Au lieu donc de chercher à frapper un des points vitaux de l’autorité anglaise, Leyrit résolut de se contenter de réduire les divers forts du Carnate et de placer les territoires qui les environnaient sous la domination d’hommes dévoués au Gouvernement de Pondichéry. Dans ce but, il employa jusqu’à la fin de l’année les forces combinées de Soupire et de Saubinet à prendre Trinquemale et les autres places fortes dans le voisinage de Chittaput et de Gingi[1]. Mais, depuis le commencement de 1759 jusqu’au 28 avril, jour de l’arrivée de Lally, des jours, des mois précieux furent gaspillés dans l’inaction, en négociations illusoires avec Hyder-Ali, en tentatives avortées pour fomenter un soulèvement parmi les prisonniers français à Trichinopoly.

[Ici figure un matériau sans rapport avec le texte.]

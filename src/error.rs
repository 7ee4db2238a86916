/// Errors that can occur during account, session and pickle operations.
#[derive(thiserror::Error, Debug, Clone, Eq, PartialEq)]
pub enum Error {
    /// The operating system could not provide secure random bytes.
    ///
    /// This is never recoverable: the operation was aborted before any key
    /// material was produced. See [`Error::is_fatal`].
    #[error("Secure randomness is unavailable")]
    EntropyUnavailable,

    /// A pickle could not be authenticated, decrypted or decoded.
    #[error("Invalid pickle: {0}")]
    InvalidPickle(String),

    /// A pre-key message referenced a one-time key that is not in the store.
    #[error("Unknown one-time key: {0}")]
    UnknownOneTimeKey(String),

    /// A message or key was malformed or does not belong to this session.
    #[error("Bad message: {0}")]
    BadMessage(String),

    /// A message failed authentication.
    #[error("Message authentication failed")]
    MacFailure,

    /// A message with an already consumed counter was received again.
    #[error("Message with counter {counter} was already decrypted")]
    Replay {
        /// Counter of the replayed message.
        counter: u32,
    },

    /// A signature did not verify.
    #[error("Signature verification failed: {0}")]
    Signature(String),

    /// Public key material could not be converted to or from JSON.
    #[error("Serialization/deserialization failed: {0}")]
    Serde(String),

    /// A cryptographic primitive rejected its input.
    #[error("Cryptographic operation failed: {0}")]
    Crypto(String),
}

impl Error {
    /// Returns `true` for conditions that must abort the caller, currently only
    /// [`Error::EntropyUnavailable`].
    pub fn is_fatal(&self) -> bool {
        matches!(self, Self::EntropyUnavailable)
    }
}

impl From<aes_gcm_siv::Error> for Error {
    fn from(value: aes_gcm_siv::Error) -> Self {
        Self::Crypto(value.to_string())
    }
}

impl From<serde_json::Error> for Error {
    fn from(value: serde_json::Error) -> Self {
        Self::Serde(value.to_string())
    }
}

impl From<base64::DecodeError> for Error {
    fn from(value: base64::DecodeError) -> Self {
        Self::BadMessage(format!("Invalid base64: {value}"))
    }
}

Pendant ce temps, l’escadre de d’Aché accomplissait lentement sa traversée ; durant tout le voyage cet amiral avait fait preuve d’incapacité et montré combien il était peu apte à un pareil commandement. Il avait en route capturé un petit bâtiment de commerce anglais, et pour conserver sa prise, qui ne valait pas quarante mille francs, il n’avait pas hésité, malgré les remontrances et même les menaces de Lally, à y aller coucher tous les soirs ; de plus, ayant touché à Rio-de-Janeiro, il y demeura six semaines pour y tirer parti de la cargaison de son navire et lui refaire un chargement ; pour éviter le Cap pendant l’équinoxe, il se détourna de sa direction pendant six semaines, et pour se garer de la seconde équinoxe, il prit la plus longue route de l’Île de France à Pondichéry. Il était si craintif que, s’il apercevait dans le jour une voile, il changeait sa

  1. Chapitre XI.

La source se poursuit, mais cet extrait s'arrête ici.